Collected data entries
────────────────────────────────────────

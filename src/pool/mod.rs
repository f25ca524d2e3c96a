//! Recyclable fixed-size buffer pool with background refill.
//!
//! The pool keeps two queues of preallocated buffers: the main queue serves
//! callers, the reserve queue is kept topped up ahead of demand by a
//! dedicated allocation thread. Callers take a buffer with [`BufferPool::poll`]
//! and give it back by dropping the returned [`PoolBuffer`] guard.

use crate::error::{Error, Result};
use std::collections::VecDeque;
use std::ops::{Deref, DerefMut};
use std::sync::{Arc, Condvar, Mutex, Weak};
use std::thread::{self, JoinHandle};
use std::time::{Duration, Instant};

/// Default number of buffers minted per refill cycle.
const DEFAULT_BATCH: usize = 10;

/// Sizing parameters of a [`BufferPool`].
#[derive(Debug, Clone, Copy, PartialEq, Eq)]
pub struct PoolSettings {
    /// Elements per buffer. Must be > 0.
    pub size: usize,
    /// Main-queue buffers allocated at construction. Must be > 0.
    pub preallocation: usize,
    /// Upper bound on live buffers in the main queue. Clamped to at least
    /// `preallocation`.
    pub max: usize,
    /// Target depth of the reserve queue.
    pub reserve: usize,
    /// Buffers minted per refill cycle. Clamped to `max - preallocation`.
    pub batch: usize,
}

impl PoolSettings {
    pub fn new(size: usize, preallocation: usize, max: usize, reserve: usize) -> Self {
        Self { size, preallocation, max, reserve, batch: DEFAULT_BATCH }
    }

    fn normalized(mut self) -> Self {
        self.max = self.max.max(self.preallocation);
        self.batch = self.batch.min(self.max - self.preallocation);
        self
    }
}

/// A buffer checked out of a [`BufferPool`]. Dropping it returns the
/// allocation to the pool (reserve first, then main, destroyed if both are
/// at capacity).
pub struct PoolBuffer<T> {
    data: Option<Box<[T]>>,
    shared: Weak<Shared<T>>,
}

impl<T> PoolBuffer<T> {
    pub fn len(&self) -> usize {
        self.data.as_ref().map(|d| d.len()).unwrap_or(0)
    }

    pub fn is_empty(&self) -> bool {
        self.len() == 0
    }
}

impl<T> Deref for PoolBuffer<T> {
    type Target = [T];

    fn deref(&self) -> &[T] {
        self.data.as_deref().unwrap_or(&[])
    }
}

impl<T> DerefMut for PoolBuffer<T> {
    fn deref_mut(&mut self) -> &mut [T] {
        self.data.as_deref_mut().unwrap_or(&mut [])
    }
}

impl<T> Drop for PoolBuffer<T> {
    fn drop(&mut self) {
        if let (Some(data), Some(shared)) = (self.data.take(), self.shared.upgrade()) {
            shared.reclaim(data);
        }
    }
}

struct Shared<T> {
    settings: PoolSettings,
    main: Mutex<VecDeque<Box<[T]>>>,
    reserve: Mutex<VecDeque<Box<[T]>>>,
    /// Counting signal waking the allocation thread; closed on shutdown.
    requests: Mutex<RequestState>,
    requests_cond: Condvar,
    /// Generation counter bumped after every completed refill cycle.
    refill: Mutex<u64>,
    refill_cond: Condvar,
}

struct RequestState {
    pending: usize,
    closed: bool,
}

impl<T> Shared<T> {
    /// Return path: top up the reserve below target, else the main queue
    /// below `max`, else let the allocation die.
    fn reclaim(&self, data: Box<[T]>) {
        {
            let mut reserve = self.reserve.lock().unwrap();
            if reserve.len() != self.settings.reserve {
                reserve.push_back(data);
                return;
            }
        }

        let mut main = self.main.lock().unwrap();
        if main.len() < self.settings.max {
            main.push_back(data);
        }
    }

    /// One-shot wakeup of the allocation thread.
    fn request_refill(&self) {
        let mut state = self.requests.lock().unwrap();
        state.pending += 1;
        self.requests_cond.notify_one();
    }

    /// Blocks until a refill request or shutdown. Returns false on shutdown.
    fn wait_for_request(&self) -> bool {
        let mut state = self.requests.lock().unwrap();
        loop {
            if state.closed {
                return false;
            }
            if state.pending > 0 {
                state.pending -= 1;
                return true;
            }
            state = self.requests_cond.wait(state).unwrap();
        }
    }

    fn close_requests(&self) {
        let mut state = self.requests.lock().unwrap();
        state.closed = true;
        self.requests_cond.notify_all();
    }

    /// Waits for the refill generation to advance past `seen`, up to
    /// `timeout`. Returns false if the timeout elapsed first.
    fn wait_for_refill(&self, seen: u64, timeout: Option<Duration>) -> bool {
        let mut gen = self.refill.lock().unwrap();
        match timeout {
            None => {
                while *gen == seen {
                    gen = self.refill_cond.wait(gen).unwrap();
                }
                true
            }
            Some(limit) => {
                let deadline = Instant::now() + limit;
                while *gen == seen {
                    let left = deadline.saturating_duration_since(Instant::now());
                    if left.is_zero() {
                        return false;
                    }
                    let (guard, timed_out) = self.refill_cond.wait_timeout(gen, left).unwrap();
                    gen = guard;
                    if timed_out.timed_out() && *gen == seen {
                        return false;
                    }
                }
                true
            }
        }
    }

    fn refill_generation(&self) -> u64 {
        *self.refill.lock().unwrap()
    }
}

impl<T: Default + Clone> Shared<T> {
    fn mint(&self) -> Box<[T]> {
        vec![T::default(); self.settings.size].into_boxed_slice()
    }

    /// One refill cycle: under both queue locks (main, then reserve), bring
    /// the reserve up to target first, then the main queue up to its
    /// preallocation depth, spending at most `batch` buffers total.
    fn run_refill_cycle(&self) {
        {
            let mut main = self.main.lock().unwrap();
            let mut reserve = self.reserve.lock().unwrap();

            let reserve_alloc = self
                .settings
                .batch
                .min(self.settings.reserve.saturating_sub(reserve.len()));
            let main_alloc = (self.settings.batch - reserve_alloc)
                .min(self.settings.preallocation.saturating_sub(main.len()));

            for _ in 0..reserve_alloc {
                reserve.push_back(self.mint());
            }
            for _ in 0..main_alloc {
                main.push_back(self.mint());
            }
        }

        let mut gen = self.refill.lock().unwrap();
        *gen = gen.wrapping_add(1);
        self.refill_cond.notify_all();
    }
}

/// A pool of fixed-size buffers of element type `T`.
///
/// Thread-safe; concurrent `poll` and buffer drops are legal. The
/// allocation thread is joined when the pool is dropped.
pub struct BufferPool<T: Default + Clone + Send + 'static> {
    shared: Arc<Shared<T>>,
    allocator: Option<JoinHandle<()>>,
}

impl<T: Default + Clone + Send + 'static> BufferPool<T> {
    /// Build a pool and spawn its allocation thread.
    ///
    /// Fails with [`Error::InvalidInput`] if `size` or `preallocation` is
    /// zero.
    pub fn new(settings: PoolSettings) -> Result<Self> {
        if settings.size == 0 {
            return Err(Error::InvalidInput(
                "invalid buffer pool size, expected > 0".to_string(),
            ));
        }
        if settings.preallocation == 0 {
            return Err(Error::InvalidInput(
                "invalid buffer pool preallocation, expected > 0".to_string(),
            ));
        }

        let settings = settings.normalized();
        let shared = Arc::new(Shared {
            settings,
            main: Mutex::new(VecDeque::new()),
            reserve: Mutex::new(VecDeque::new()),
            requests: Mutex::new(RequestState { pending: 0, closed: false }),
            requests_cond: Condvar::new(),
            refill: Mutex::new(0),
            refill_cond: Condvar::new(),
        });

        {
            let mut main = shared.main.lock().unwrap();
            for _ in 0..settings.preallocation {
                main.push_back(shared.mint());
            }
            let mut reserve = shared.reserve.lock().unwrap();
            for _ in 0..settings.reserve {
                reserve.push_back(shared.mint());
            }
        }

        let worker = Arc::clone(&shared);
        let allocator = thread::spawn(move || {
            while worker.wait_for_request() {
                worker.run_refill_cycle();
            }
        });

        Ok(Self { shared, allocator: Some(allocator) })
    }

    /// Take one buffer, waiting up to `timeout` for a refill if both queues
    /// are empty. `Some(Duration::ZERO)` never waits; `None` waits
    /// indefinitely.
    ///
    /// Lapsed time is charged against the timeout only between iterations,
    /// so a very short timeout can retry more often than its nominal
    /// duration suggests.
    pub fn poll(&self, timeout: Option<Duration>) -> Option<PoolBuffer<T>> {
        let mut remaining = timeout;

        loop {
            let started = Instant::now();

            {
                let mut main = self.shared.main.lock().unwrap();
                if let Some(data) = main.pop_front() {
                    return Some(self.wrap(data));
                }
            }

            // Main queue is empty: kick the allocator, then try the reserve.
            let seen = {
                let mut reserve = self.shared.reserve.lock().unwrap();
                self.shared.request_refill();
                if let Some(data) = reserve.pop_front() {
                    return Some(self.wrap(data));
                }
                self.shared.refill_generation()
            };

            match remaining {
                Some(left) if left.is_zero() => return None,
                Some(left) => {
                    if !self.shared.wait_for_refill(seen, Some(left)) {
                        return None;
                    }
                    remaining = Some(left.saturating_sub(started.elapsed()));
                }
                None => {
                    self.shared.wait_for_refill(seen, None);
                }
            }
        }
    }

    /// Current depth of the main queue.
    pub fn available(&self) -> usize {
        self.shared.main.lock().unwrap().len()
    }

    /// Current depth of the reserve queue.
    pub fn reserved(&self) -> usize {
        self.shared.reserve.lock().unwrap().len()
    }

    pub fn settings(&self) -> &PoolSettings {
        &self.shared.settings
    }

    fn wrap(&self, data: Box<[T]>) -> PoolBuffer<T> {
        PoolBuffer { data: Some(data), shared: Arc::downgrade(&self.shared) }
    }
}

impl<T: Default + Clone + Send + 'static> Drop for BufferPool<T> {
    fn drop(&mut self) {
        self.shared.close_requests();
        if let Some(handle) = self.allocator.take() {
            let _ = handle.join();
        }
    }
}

────────────────────────────────────────

__DIRECTIONS__
Write out again only the lines from the one with "Some(left) if left.is_zero()" through the last line of the records above. Keep every word as it stands.

__RESULT OF THE EXERCISE__
                Some(left) if left.is_zero() => return None,
                Some(left) => {
                    if !self.shared.wait_for_refill(seen, Some(left)) {
                        return None;
                    }
                    remaining = Some(left.saturating_sub(started.elapsed()));
                }
                None => {
                    self.shared.wait_for_refill(seen, None);
                }
            }
        }
    }

    /// Current depth of the main queue.
    pub fn available(&self) -> usize {
        self.shared.main.lock().unwrap().len()
    }

    /// Current depth of the reserve queue.
    pub fn reserved(&self) -> usize {
        self.shared.reserve.lock().unwrap().len()
    }

    pub fn settings(&self) -> &PoolSettings {
        &self.shared.settings
    }

    fn wrap(&self, data: Box<[T]>) -> PoolBuffer<T> {
        PoolBuffer { data: Some(data), shared: Arc::downgrade(&self.shared) }
    }
}

impl<T: Default + Clone + Send + 'static> Drop for BufferPool<T> {
    fn drop(&mut self) {
        self.shared.close_requests();
        if let Some(handle) = self.allocator.take() {
            let _ = handle.join();
        }
    }
}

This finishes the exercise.